The idea here is that there it is muttar to prepare the food סמוך לסעודה - prior to the meal (which is an extension of the heter of דרך אכילה, which is literally defined as the immediate act of eating - also known as מיד). The poskim disagree as to what exactly defines ״prior to the meal״. The Chazon Ish was of the strict opinion that it is 30 minutes prior to the meal. While Rav Moshe Feinstein believed that any time that is feasibly needed to prepare the meal is called prior to the meal, as long as it is prior to the meal (ie. No break in between, eg. going to Shul after the preparation [Magen Avraham])

Rav Shlomo Zalman is mattir because since this food “needs” the time overnight to marinate or take on the taste of the fish or the onion, this is also included in the heter of סמוך לסעודה - prior to the meal.

However the שו״ת רב פועלים) ח״א ס׳יב) disagrees.
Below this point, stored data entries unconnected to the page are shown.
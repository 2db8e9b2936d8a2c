//! # Authoritative RTS Command Server
//!
//! This library implements the authority of the multiplayer simulation: the
//! single participant whose writes to unit and cursor state are the source
//! of truth. Clients submit pointer samples and movement/respawn commands;
//! the server validates them, advances the fixed-tick simulation, and
//! broadcasts snapshots that every participant conforms to.
//!
//! ## Module Organization
//!
//! ### Registry Module (`registry`)
//! Authority-owned arenas mapping unit ids and player ids to their entity
//! state. O(1) lookup backs command resolution and group math; registration
//! is synchronous with spawn/despawn so ids never dangle.
//!
//! ### Game Module (`game`)
//! The authoritative game state: player join/leave spawning, command
//! application with existence/ownership/staleness filtering, formation-
//! preserving group movement, the per-tick unit advance and the cursor echo.
//!
//! ### Client Manager Module (`client_manager`)
//! Connected-player roster: capacity enforcement, address-to-player
//! resolution, latest-pointer-sample bookkeeping and timeout sweeping.
//!
//! ### Network Module (`network`)
//! UDP transport plumbing and the tick loop. Receiver/sender/timeout tasks
//! move packets over channels; the single loop task owns all simulation
//! state, so every write to replicated state happens on one task per tick
//! with no overlapping steps.
//!
//! ## Design Notes
//!
//! All command validation failures are silent by design: the channel is
//! fire-and-forget, the issuer cannot distinguish "rejected" from "not yet
//! arrived", and every rejectable condition (unknown id, foreign unit,
//! stale tick, empty group, missing input sample) is safe to ignore. The
//! strict monotonic command-tick check in `shared::unit` is the sole
//! ordering guarantee for commands arriving over the unordered transport.
//!
//! ## Usage
//!
//! ```rust,no_run
//! use server::network::Server;
//! use shared::SimConfig;
//! use std::time::Duration;
//!
//! #[tokio::main]
//! async fn main() -> Result<(), Box<dyn std::error::Error>> {
//!     let mut server = Server::new(
//!         "127.0.0.1:8080",
//!         Duration::from_millis(33), // 30Hz tick
//!         16,
//!         SimConfig::default(),
//!     )
//!     .await?;
//!
//!     server.run().await?;
//!     Ok(())
//! }
//! ```

pub mod client_manager;
pub mod game;
pub mod network;
pub mod registry;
Therefore, the peeling of the onions in order to sit and marinate with the other foods is meant to enhance the taste in a significant way, thus it would be permitted.

According to the above, it would also be permitted to do borer when taking out a frozen challah for it to thaw out later. Though it depends on ones intention. If you are separating this item to thaw it and you would specifically not do it any earlier then it is mutar. If you just forgot or out of convenience decided to thaw it now then it is not considered samuch l’seudah. Based on this rationale it follows that you can remove a food from a mixture in order to heat it up for an upcoming meal since this is an entirely normal part of the preparation process just prior to the meal.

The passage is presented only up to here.